Reputation: 1053
I have the following dataframe:
ID col1 col2 col3
0 ['a','b'] ['d','c'] ['e','d']
1 ['s','f'] ['f','a'] ['d','aaa']
Give an input string = 'a'
I want to receive a dataframe like this:
ID col1 col2 col3
0 1 0 0
1 0 1 0
I see how to do it with a for
loop but that takes forever, and there must be a method I miss
Upvotes: 2
Views: 58
Reputation: 862641
Processing lists in pandas is not vectorized supported, so performance is worse like scalars.
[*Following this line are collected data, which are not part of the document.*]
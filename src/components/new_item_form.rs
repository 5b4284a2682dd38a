//! New Item Form Component
//!
//! Form for creating new items with name and description.

use gloo_timers::future::TimeoutFuture;
use leptos::html::Div;
use leptos::prelude::*;
use leptos::task::spawn_local;
use web_sys::{ScrollBehavior, ScrollIntoViewOptions};

use crate::context::use_items_context;
use crate::lifecycle::ViewLifetime;
use crate::models::{Draft, DraftField};
use crate::store::{
    store_begin_highlight, store_end_highlight, store_prepend_item, store_set_error, ItemsStore,
    CREATE_ERROR, HIGHLIGHT_MS, SCROLL_DELAY_MS,
};

/// Highlight the list for a moment and scroll it into view
fn flash_list(store: ItemsStore, lifetime: ViewLifetime, list_ref: NodeRef<Div>) {
    let generation = store_begin_highlight(&store);

    spawn_local(async move {
        TimeoutFuture::new(SCROLL_DELAY_MS).await;
        if !lifetime.is_alive() {
            return;
        }
        if let Some(list) = list_ref.get_untracked() {
            let options = ScrollIntoViewOptions::new();
            options.set_behavior(ScrollBehavior::Smooth);
            list.scroll_into_view_with_scroll_into_view_options(&options);
        }
    });

    spawn_local(async move {
        TimeoutFuture::new(HIGHLIGHT_MS).await;
        if lifetime.is_alive() {
            store_end_highlight(&store, generation);
        }
    });
}

/// Form for creating new items; `seed` is the initial and post-create draft
#[component]
pub fn NewItemForm(seed: Draft, list_ref: NodeRef<Div>) -> impl IntoView {
    let ctx = use_items_context();

    let (draft, set_draft) = signal(seed.clone());
    let seed = StoredValue::new(seed);

    let create_item = move |ev: web_sys::SubmitEvent| {
        ev.prevent_default();
        let Some(new_item) = draft.get_untracked().submission() else {
            return;
        };
        let ctx = ctx.clone();

        spawn_local(async move {
            let signal = ctx.lifetime.signal();
            let result = ctx.client.create_item(&new_item, signal.as_ref()).await;
            if !ctx.lifetime.is_alive() {
                return;
            }
            match result {
                Ok(created) => {
                    web_sys::console::log_1(&format!("[ITEMS] Created item #{}", created.id).into());
                    store_prepend_item(&ctx.store, created);
                    set_draft.set(seed.get_value());
                    flash_list(ctx.store, ctx.lifetime, list_ref);
                }
                Err(e) => {
                    web_sys::console::error_1(&format!("[ITEMS] Create failed: {}", e).into());
                    store_set_error(&ctx.store, CREATE_ERROR);
                }
            }
        });
    };

    let update_field = move |field: DraftField, value: String| {
        set_draft.update(|d| d.set(field, value));
    };

    view! {
        <form class="new-item-form" on:submit=create_item>
            <div class="form-group">
                <label for="name">"Name:"</label>
                <input
                    type="text"
                    id="name"
                    name=DraftField::Name.input_name()
                    required=true
                    placeholder="Enter item name"
                    prop:value=move || draft.get().name
                    on:input=move |ev| update_field(DraftField::Name, event_target_value(&ev))
                />
            </div>
            <div class="form-group">
                <label for="description">"Description:"</label>
                <textarea
                    id="description"
                    name=DraftField::Description.input_name()
                    placeholder="Enter item description"
                    prop:value=move || draft.get().description
                    on:input=move |ev| update_field(DraftField::Description, event_target_value(&ev))
                />
            </div>
            <button type="submit">"Add Item"</button>
        </form>
    }
}
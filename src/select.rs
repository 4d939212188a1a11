//! Functionality related to the `panref select` and `panref score`
//! subcommands: scoring candidate assemblies and choosing the pangenome
//! reference.

pub mod advisory;
pub mod candidate;
pub mod command;
pub mod criteria;
pub mod extract;
pub mod rank;
pub mod report;
pub mod samplesheet;

use std::io;
use std::path::PathBuf;

use thiserror::Error;

/// The fatal outcomes of a selection run.
#[derive(Debug, Error)]
pub enum SelectionError {
    /// There was nothing to select from.
    #[error("no eligible candidates: the candidate set is empty")]
    NoCandidates,

    /// The winning genome could not be copied into the output directory.
    #[error(
        "cannot write output {}: failed to copy genome {}: {}",
        .to.display(),
        .from.display(),
        .source
    )]
    CopyGenome {
        /// The genome file of the selected candidate.
        from: PathBuf,

        /// The destination of the copy.
        to: PathBuf,

        /// The underlying I/O error.
        source: io::Error,
    },

    /// A report document could not be written.
    #[error("cannot write output {}: {}", .path.display(), .source)]
    Output {
        /// The file that could not be written.
        path: PathBuf,

        /// The underlying I/O error.
        source: io::Error,
    },
}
First idea is reshape lists columns to Series
by DataFrame.stack
, create scalars by Series.explode
, so possible compare by a
, test if match per first levels by Series.any
, and last reshape back with convert boolean mask to integers:
df1 = df.set_index('ID').stack().explode().eq('a').any(level=[0,1]).unstack().astype(int)
print (df1)
col1 col2 col3
ID
0 1 0 0
1 0 1 0
Or is possible use DataFrame.applymap
for elementwise testing by lambda function with in
:
df1 = df.set_index('ID').applymap(lambda x: 'a' in x).astype(int)
Or create for each lists column DataFrame
, so possible test by a
with DataFrame.any
:
f = lambda x: pd.DataFrame(x.tolist(), index=x.index).eq('a').any(axis=1)
df1 = df.set_index('ID').apply(f).astype(int)
Upvotes: 3